Aos pais que lhe dizem que as suas crianças gostam de fósseis, Juan Luis Arsuaga, 67 anos, costuma aconselhar que leiam antes Shakespeare. Crítico da excessiva especialização que a Ciência atingiu, o paleontólogo, catedrático da Universidade Complutense de Madrid, também não gosta da atitude que assaca à Ciência responsabilidades na resolução de todos os problemas do mundo. “Não se comportem como crianças pequenas”, apela Arsuaga, nesta entrevista à VISÃO realizada em Lisboa, onde recentemente lançou Vida, A Grande História (Temas e Debates, 578 págs., €24,40), um livro que pretende responder à maioria das perguntas sobre a evolução humana. Em 1992, a sua investigação sobre o crânio número 5, o crânio humano mais completo do registo fóssil da Humanidade, foi capa da revista Nature e, em Portugal, também trabalhou com a equipa do crânio 3, encontrado no complexo arqueológico do rio Almonda, em Torres Novas.

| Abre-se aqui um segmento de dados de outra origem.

impl Dispatcher {
    pub fn new(queue_capacity: usize, engine_timeout: Duration) -> Self {
        Dispatcher {
            sources: HashMap::new(),
            workers: HashMap::new(),
            queue_capacity,
            engine_timeout,
        }
    }

    pub fn has_source(&self, name: &str) -> bool {
        self.sources.contains_key(name)
    }

    pub fn sources_consumed(&self) -> Vec<String> {
        self.sources.keys().cloned().collect()
    }

    pub fn worker_count(&self) -> usize {
        self.workers.len()
    }

    /// Route one engine-channel message to the matching transition.
    pub fn on_engine_message(
        &mut self,
        addr: WorkerAddr,
        message: FromEngine,
        now: Instant,
    ) -> Vec<DispatchEffect> {
        match message {
            FromEngine::Welcome(welcome) => self.register_worker(addr, welcome, now),
            FromEngine::Heartbeat => {
                self.record_heartbeat(&addr, now);
                Vec::new()
            }
            FromEngine::Result { metadata, result } => {
                self.on_engine_result(&addr, metadata, result, now)
            }
        }
    }

    /// Attach a worker to its source, creating the source on first welcome.
    /// A duplicate engine name evicts the previous holder first.
    pub fn register_worker(
        &mut self,
        addr: WorkerAddr,
        welcome: EngineWelcome,
        now: Instant,
    ) -> Vec<DispatchEffect> {
        let mut effects = Vec::new();

        if self.workers.contains_key(&addr) {
            warn!(engine = %welcome.engine_name, "engine sent duplicate welcome message");
            return effects;
        }

        if let Some(stale_addr) = self
            .workers
            .iter()
            .find(|(_, w)| w.engine_name == welcome.engine_name)
            .map(|(a, _)| a.clone())
        {
            warn!(engine = %welcome.engine_name, "engine name already connected, evicting old worker");
            self.remove_worker(&stale_addr, &mut effects);
        }

        info!(
            engine = %welcome.engine_name,
            source = %welcome.source_name,
            "new engine worker connected"
        );

        if !self.sources.contains_key(&welcome.source_name) {
            self.sources.insert(
                welcome.source_name.clone(),
                Source {
                    workers: Vec::new(),
                    latest_unsent: None,
                    pending: VecDeque::new(),
                    last_dispatched: None,
                },
            );
            effects.push(DispatchEffect::SourceAdded {
                name: welcome.source_name.clone(),
            });
        }
        if let Some(source) = self.sources.get_mut(&welcome.source_name) {
            source.workers.push(addr.clone());
        }

        self.workers.insert(
            addr,
            EngineWorker {
                engine_name: welcome.engine_name,
                source_name: welcome.source_name,
                all_responses_required: welcome.all_responses_required,
                current: None,
                last_received: now,
                awaiting_heartbeat: false,
            },
        );

        effects
    }

    /// Admit one frame for a source.
    ///
    /// Returns `false` only when the auxiliary queue is full (backpressure);
    /// every other path accepts the frame, possibly by displacing an older
    /// one whose token is resolved on the spot.
    pub fn submit(
        &mut self,
        source_name: &str,
        frame_id: u64,
        target_engines: Vec<String>,
        frame: Frame,
        client: ClientId,
    ) -> (bool, Vec<DispatchEffect>) {
        let mut effects = Vec::new();

        let Some(source) = self.sources.get_mut(source_name) else {
            // The session layer checks consumption first; hitting this means
            // the source vanished in the same loop turn.
            debug!(source = source_name, "submit for unknown source");
            return (false, effects);
        };

        let meta = FrameMetadata {
            source_name: source_name.to_string(),
            frame_id,
        };
        let outstanding = Outstanding {
            meta: meta.clone(),
            client: client.clone(),
        };

        // Hand the frame to every currently-idle worker it targets.
        let mut dispatched = false;
        for addr in &source.workers {
            let Some(worker) = self.workers.get_mut(addr) else {
                continue;
            };
            if !worker.is_idle() {
                continue;
            }
            if !target_engines.is_empty() && !target_engines.contains(&worker.engine_name) {
                continue;
            }
            worker.current = Some(outstanding.clone());
            effects.push(DispatchEffect::SendToEngine {
                addr: addr.clone(),
                message: ToEngine::Input {
                    metadata: meta.clone(),
                    frame: frame.clone(),
                },
            });
            dispatched = true;
        }

        if dispatched {
            source.last_dispatched = Some(outstanding);
            return (true, effects);
        }

        // All (targeted) workers busy.
        let pending = PendingFrame {
            meta,
            client,
            target_engines,
            frame,
        };
        let wants_all_responses = source
            .workers
            .iter()
            .any(|addr| {
                self.workers
                    .get(addr)
                    .is_some_and(|worker| worker.all_responses_required)
            });

        if wants_all_responses {
            if source.pending.len() >= self.queue_capacity {
                debug!(source = source_name, "input queue full, signalling backpressure");
                return (false, effects);
            }
            source.pending.push_back(pending);
            return (true, effects);
        }

        if let Some(displaced) = source.latest_unsent.replace(pending) {
            // Freshness outranks completeness: the displaced frame is
            // abandoned and its token resolved right here.
            debug!(
                source = source_name,
                frame_id = displaced.meta.frame_id,
                "frame superseded before dispatch"
            );
            effects.push(DispatchEffect::SendResult {
                client: displaced.client,
                source_name: displaced.meta.source_name,
                frame_id: displaced.meta.frame_id,
                result: ResultWrapper::from_status(StatusCode::ServerDroppedFrame),
                return_token: true,
            });
        }

        (true, effects)
    }

    /// A worker heartbeat echo arrived.
    fn record_heartbeat(&mut self, addr: &WorkerAddr, now: Instant) {
        match self.workers.get_mut(addr) {
            Some(worker) => {
                debug!(engine = %worker.engine_name, "received heartbeat from engine");
                worker.awaiting_heartbeat = false;
                worker.last_received = now;
            }
            None => warn!("heartbeat from unknown engine"),
        }
    }

    /// A result arrived from a worker.
    ///
    /// If the worker was processing the source's most recently dispatched
    /// frame, the result resolves that frame's token and the worker is handed
    /// the next waiting frame. Otherwise the frame was superseded while in
    /// flight: its token was already resolved, and the stale result is
    /// relayed (tokenless) only when the worker requires every response.
    pub fn on_engine_result(
        &mut self,
        addr: &WorkerAddr,
        metadata: FrameMetadata,
        result: ResultWrapper,
        now: Instant,
    ) -> Vec<DispatchEffect> {
        let mut effects = Vec::new();

        let Some(worker) = self.workers.get_mut(addr) else {
            warn!("result from unknown engine; consider increasing the engine timeout");
            return effects;
        };
        worker.last_received = now;
        worker.awaiting_heartbeat = false;

        let Some(current) = worker.current.clone() else {
            warn!(engine = %worker.engine_name, "result from idle engine");
            return effects;
        };
        if current.meta != metadata {
            warn!(
                engine = %worker.engine_name,
                "result metadata does not correlate with outstanding frame"
            );
        }

        let engine_name = worker.engine_name.clone();
        let source_name = worker.source_name.clone();
        let all_responses_required = worker.all_responses_required;
        let Some(source) = self.sources.get_mut(&source_name) else {
            warn!(source = %source_name, "source info not found");
            return effects;
        };

        let is_latest = source.last_dispatched.as_ref() == Some(&current);
        if is_latest {
            debug!(engine = %engine_name, frame_id = current.meta.frame_id, "forwarding result");
            effects.push(DispatchEffect::SendResult {
                client: current.client.clone(),
                source_name: current.meta.source_name.clone(),
                frame_id: current.meta.frame_id,
                result,
                return_token: true,
            });
            source.last_dispatched = None;
        } else if all_responses_required {
            debug!(
                engine = %engine_name,
                frame_id = current.meta.frame_id,
                "relaying superseded result without token"
            );
            effects.push(DispatchEffect::SendResult {
                client: current.client.clone(),
                source_name: current.meta.source_name.clone(),
                frame_id: current.meta.frame_id,
                result,
                return_token: false,
            });
        }

        if let Some(worker) = self.workers.get_mut(addr) {
            Self::hand_next_frame(source, addr, worker, &mut effects);
        }
        effects
    }

    /// Give a now-idle worker the next waiting frame, if any targets it.
    fn hand_next_frame(
        source: &mut Source,
        addr: &WorkerAddr,
        worker: &mut EngineWorker,
        effects: &mut Vec<DispatchEffect>,
    ) {
        let next = if source
            .latest_unsent
            .as_ref()
            .map(|pf| Self::frame_targets_worker(pf, worker))
            .unwrap_or(false)
        {
            source.latest_unsent.take()
        } else if let Some(position) = source
            .pending
            .iter()
            .position(|pf| Self::frame_targets_worker(pf, worker))
        {
            source.pending.remove(position)
        } else {
            None
        };

        match next {
            Some(pending) => {
                let outstanding = Outstanding {
                    meta: pending.meta.clone(),
                    client: pending.client,
                };
                worker.current = Some(outstanding.clone());
                source.last_dispatched = Some(outstanding);
                effects.push(DispatchEffect::SendToEngine {
                    addr: addr.clone(),
                    message: ToEngine::Input {
                        metadata: pending.meta,
                        frame: pending.frame,
                    },
                });
            }
            None => {
                worker.current = None;
            }
        }
    }

    fn frame_targets_worker(pending: &PendingFrame, worker: &EngineWorker) -> bool {
        pending.target_engines.is_empty()
            || pending.target_engines.contains(&worker.engine_name)
    }

    /// Periodic liveness pass over every worker.
    ///
    /// Quiet idle workers are probed once; workers that are BUSY past the
    /// timeout, or that never answered a probe, are declared dead.
    pub fn on_heartbeat_tick(&mut self, now: Instant) -> Vec<DispatchEffect> {
        let mut effects = Vec::new();
        let mut dead = Vec::new();

        for (addr, worker) in &mut self.workers {
            let silence = now.duration_since(worker.last_received);
            if silence < self.engine_timeout {
                continue;
            }

            if !worker.awaiting_heartbeat && worker.is_idle() {
                debug!(engine = %worker.engine_name, "probing idle engine");
                effects.push(DispatchEffect::SendToEngine {
                    addr: addr.clone(),
                    message: ToEngine::Heartbeat,
                });
                worker.awaiting_heartbeat = true;
                // Restart the countdown for the probe reply
                worker.last_received = now;
                continue;
            }

            info!(
                engine = %worker.engine_name,
                silence_secs = silence.as_secs(),
                "lost connection to engine worker"
            );
            dead.push(addr.clone());
        }

        for addr in dead {
            self.remove_worker(&addr, &mut effects);
        }
        effects
    }

    /// Detach a dead worker, resolving whatever it owed.
    fn remove_worker(&mut self, addr: &WorkerAddr, effects: &mut Vec<DispatchEffect>) {
        let Some(worker) = self.workers.remove(addr) else {
            return;
        };
        let Some(source) = self.sources.get_mut(&worker.source_name) else {
            return;
        };
        source.workers.retain(|a| a != addr);

        if let Some(current) = worker.current {
            // Only the frame nothing superseded still owes a token.
            if source.last_dispatched.as_ref() == Some(&current) {
                let mut result = ResultWrapper::from_status(StatusCode::EngineError);
                result.extras = Some(Extras::from_value(&serde_json::json!({
                    "message": format!("Engine {} disconnected", worker.engine_name),
                })));
                effects.push(DispatchEffect::SendResult {
                    client: current.client,
                    source_name: current.meta.source_name,
                    frame_id: current.meta.frame_id,
                    result,
                    return_token: true,
                });
                source.last_dispatched = None;
            }
        }

        if source.workers.is_empty() {
            // Resolve every still-undispatched frame before the source goes.
            if let Some(pending) = source.latest_unsent.take() {
                effects.push(Self::dropped_frame_result(pending));
            }
            while let Some(pending) = source.pending.pop_front() {
                effects.push(Self::dropped_frame_result(pending));
            }
            self.sources.remove(&worker.source_name);
            effects.push(DispatchEffect::SourceRemoved {
                name: worker.source_name.clone(),
            });
        }
    }

    fn dropped_frame_result(pending: PendingFrame) -> DispatchEffect {
        DispatchEffect::SendResult {
            client: pending.client,
            source_name: pending.meta.source_name,
            frame_id: pending.meta.frame_id,
            result: ResultWrapper::from_status(StatusCode::ServerDroppedFrame),
            return_token: true,
        }
    }
}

Há uma resposta fácil para a pergunta mais importante de todas: porque estamos aqui?
Há, de facto, uma forma simples de responder. Poderíamos imaginar que existem cinco mil planetas e que, em mil desses planetas, existe vida como a nossa. E diríamos que isto é o normal, que nada tem de extraordinário. Também poderíamos pensar que existem muito poucos planetas com vida e, então, teríamos de dizer que houve algum acontecimento fortuito no nosso planeta que fez com que fosse o único com vida. Isto é, se só olhássemos para a estatística, a pergunta estava respondida. Nos próximos 20/30 anos, é natural que consigamos localizar outros planetas e poderemos vir a saber se lá existe vida. Até que tal ocorra, porém, a única maneira que temos de responder à pergunta é estudar a história da vida do nosso planeta.
Questionamo-nos porque estamos aqui, essencialmente, porque queremos prever o futuro?
Pela sua própria natureza, o futuro é imprevisível. Devemos preocupar-nos em construir o futuro, não em prevê-lo. Não temos de nos perguntar como vão ser os dias que aí vêm, temos de nos questionar como queremos que esses dias sejam. O futuro não está escrito, somos nós que o fazemos, bem ou mal, todos os dias. Não é algo que nos aconteça. Claro que, se cair um meteorito, será uma grande tragédia, mas o futuro é feito por nós. Como vai ser o futuro? Devíamos eliminar essa pergunta.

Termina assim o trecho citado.